The beneficial effects associated with the curing are the following: the gas generated as a result of the oxygen splitting of peroxide is not explosive, non-toxic, biologically even advantageous, whereby the liquid mortar for a certain period of time, due to its pneumatic stirring action , in a thin liquid state, so that the mortar can be sucked back from the place where the mortar was injected during the time in which the gassing continues.
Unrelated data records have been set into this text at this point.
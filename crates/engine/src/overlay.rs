use std::collections::BTreeSet;

use serde::{Deserialize, Serialize};

use rowstage_core::{ChangeId, ChangeKind, Row, RowAddress, SandboxChange, SessionId, TableRef};

use crate::ledger::ChangeLedger;

/// How rows staged for deletion are shown.
#[derive(Debug, Clone, Copy, Default, PartialEq, Eq, Hash, Serialize, Deserialize)]
#[serde(rename_all = "snake_case")]
pub enum DeleteDisplay {
    /// Kept inline, rendered struck through.
    #[default]
    Strikethrough,
    /// Left out of the list; still reachable through `ProjectedPage::hidden`.
    Hidden,
}

#[derive(Debug, Clone, Copy, PartialEq, Eq, Serialize)]
#[serde(rename_all = "snake_case")]
pub enum RowState {
    Clean,
    Updated,
    PendingDelete,
    Inserted,
}

impl RowState {
    pub fn as_str(&self) -> &'static str {
        match self {
            Self::Clean => "clean",
            Self::Updated => "updated",
            Self::PendingDelete => "pending_delete",
            Self::Inserted => "inserted",
        }
    }
}

/// Where a display row came from. Indices point into the fetched page.
#[derive(Debug, Clone, Copy, PartialEq, Eq, Serialize)]
#[serde(tag = "origin", content = "index", rename_all = "snake_case")]
pub enum RowOrigin {
    Fetched(usize),
    /// A staged insert with no fetched counterpart.
    Synthetic,
    /// A staged insert whose key showed up in the fetched page.
    MatchedInsert(usize),
}

#[derive(Debug, Clone, PartialEq, Serialize)]
pub struct DisplayRow {
    pub values: Row,
    pub state: RowState,
    pub origin: RowOrigin,
    pub change_id: Option<ChangeId>,
    /// Columns showing a staged value rather than the fetched one.
    pub pending_columns: BTreeSet<String>,
}

impl DisplayRow {
    fn clean(index: usize, values: Row) -> Self {
        Self {
            values,
            state: RowState::Clean,
            origin: RowOrigin::Fetched(index),
            change_id: None,
            pending_columns: BTreeSet::new(),
        }
    }

    pub fn is_pending(&self) -> bool {
        self.state != RowState::Clean
    }
}

#[derive(Debug, Clone, Default, PartialEq, Serialize)]
pub struct ProjectedPage {
    pub rows: Vec<DisplayRow>,
    /// Pending deletes left out under [`DeleteDisplay::Hidden`].
    pub hidden: Vec<DisplayRow>,
}

impl ProjectedPage {
    pub fn pending_count(&self) -> usize {
        self.rows.iter().filter(|row| row.is_pending()).count() + self.hidden.len()
    }

    pub fn find(&self, change_id: ChangeId) -> Option<&DisplayRow> {
        self.rows
            .iter()
            .chain(self.hidden.iter())
            .find(|row| row.change_id == Some(change_id))
    }
}

/// Merges staged changes onto freshly fetched rows for display. Never
/// touches the ledger or the fetched page.
#[derive(Debug, Clone, Copy, Default)]
pub struct OverlayProjector {
    delete_display: DeleteDisplay,
}

impl OverlayProjector {
    pub fn new(delete_display: DeleteDisplay) -> Self {
        Self { delete_display }
    }

    pub fn delete_display(&self) -> DeleteDisplay {
        self.delete_display
    }

    pub fn project(
        &self,
        ledger: &ChangeLedger,
        session_id: &SessionId,
        table: &TableRef,
        fetched: &[Row],
    ) -> ProjectedPage {
        if !ledger.is_active(session_id) {
            return ProjectedPage {
                rows: fetched
                    .iter()
                    .enumerate()
                    .map(|(index, row)| DisplayRow::clean(index, row.clone()))
                    .collect(),
                hidden: Vec::new(),
            };
        }
        self.project_changes(&ledger.changes_for_table(session_id, table), fetched)
    }

    /// Project `changes` (all of one table, in ledger order) onto `fetched`.
    pub fn project_changes(&self, changes: &[SandboxChange], fetched: &[Row]) -> ProjectedPage {
        let mut claimed = vec![false; changes.len()];
        let mut page = ProjectedPage::default();

        for (index, row) in fetched.iter().enumerate() {
            let matched = changes
                .iter()
                .enumerate()
                .find(|(i, change)| !claimed[*i] && fetched_row_matches(change, row));
            let Some((i, change)) = matched else {
                page.rows.push(DisplayRow::clean(index, row.clone()));
                continue;
            };
            claimed[i] = true;

            let display = match change.kind {
                ChangeKind::Update => overlaid(row, change, RowState::Updated, RowOrigin::Fetched(index)),
                ChangeKind::Insert => {
                    overlaid(row, change, RowState::Inserted, RowOrigin::MatchedInsert(index))
                }
                ChangeKind::Delete => DisplayRow {
                    values: row.clone(),
                    state: RowState::PendingDelete,
                    origin: RowOrigin::Fetched(index),
                    change_id: Some(change.id),
                    pending_columns: BTreeSet::new(),
                },
            };
            if display.state == RowState::PendingDelete && self.delete_display == DeleteDisplay::Hidden {
                page.hidden.push(display);
            } else {
                page.rows.push(display);
            }
        }

        for (i, change) in changes.iter().enumerate() {
            if claimed[i] || change.kind != ChangeKind::Insert {
                continue;
            }
            let values = change.new_values.clone().unwrap_or_default();
            page.rows.push(DisplayRow {
                pending_columns: values.keys().cloned().collect(),
                values,
                state: RowState::Inserted,
                origin: RowOrigin::Synthetic,
                change_id: Some(change.id),
            });
        }
        page
    }
}

/// Updates and deletes match by key or by their captured pre-image.
/// Inserts only reconcile once they carry a key; a key-less insert that
/// equals an existing row is still a new row.
fn fetched_row_matches(change: &SandboxChange, row: &Row) -> bool {
    match &change.primary_key {
        Some(key) if !key.is_empty() => RowAddress::Key(key.clone()).matches_row(row),
        _ if change.kind == ChangeKind::Insert => false,
        _ => change.address().is_some_and(|address| address.matches_row(row)),
    }
}

fn overlaid(row: &Row, change: &SandboxChange, state: RowState, origin: RowOrigin) -> DisplayRow {
    let mut values = row.clone();
    let mut pending_columns = BTreeSet::new();
    if let Some(new_values) = &change.new_values {
        for (column, value) in new_values {
            pending_columns.insert(column.clone());
            values.insert(column.clone(), value.clone());
        }
    }
    DisplayRow {
        values,
        state,
        origin,
        change_id: Some(change.id),
        pending_columns,
    }
}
After the gas formation has practically already been completed, it contributes significantly to the strengthening of the silicate bond by the incorporation of oxygen bridges. Consequently, the compressive strength of the hardened mortar also exceeds the value achieved by using only cement and grain structures. A further advantage is the fact that only a part of the forming oxygen enters the silicate; the other part makes the mortar microporous and therein starts a slow money diffusion. In this way, on the one hand, the material in no way shrinks, but swells for a certain period of time and to a certain mass, while otherwise its density also decreases. Its swelling property, excellent injectability and high strength make the material suitable for all cavity filling tasks; Of course, the "void filling" as established by the foregoing examples shown in detail is intended in its most comprehensive interpretation, i.e. also the bottom reinforcement, i.e. filling the 8502449 _______ 'l% -7 ..- soil pores, is part of this concept.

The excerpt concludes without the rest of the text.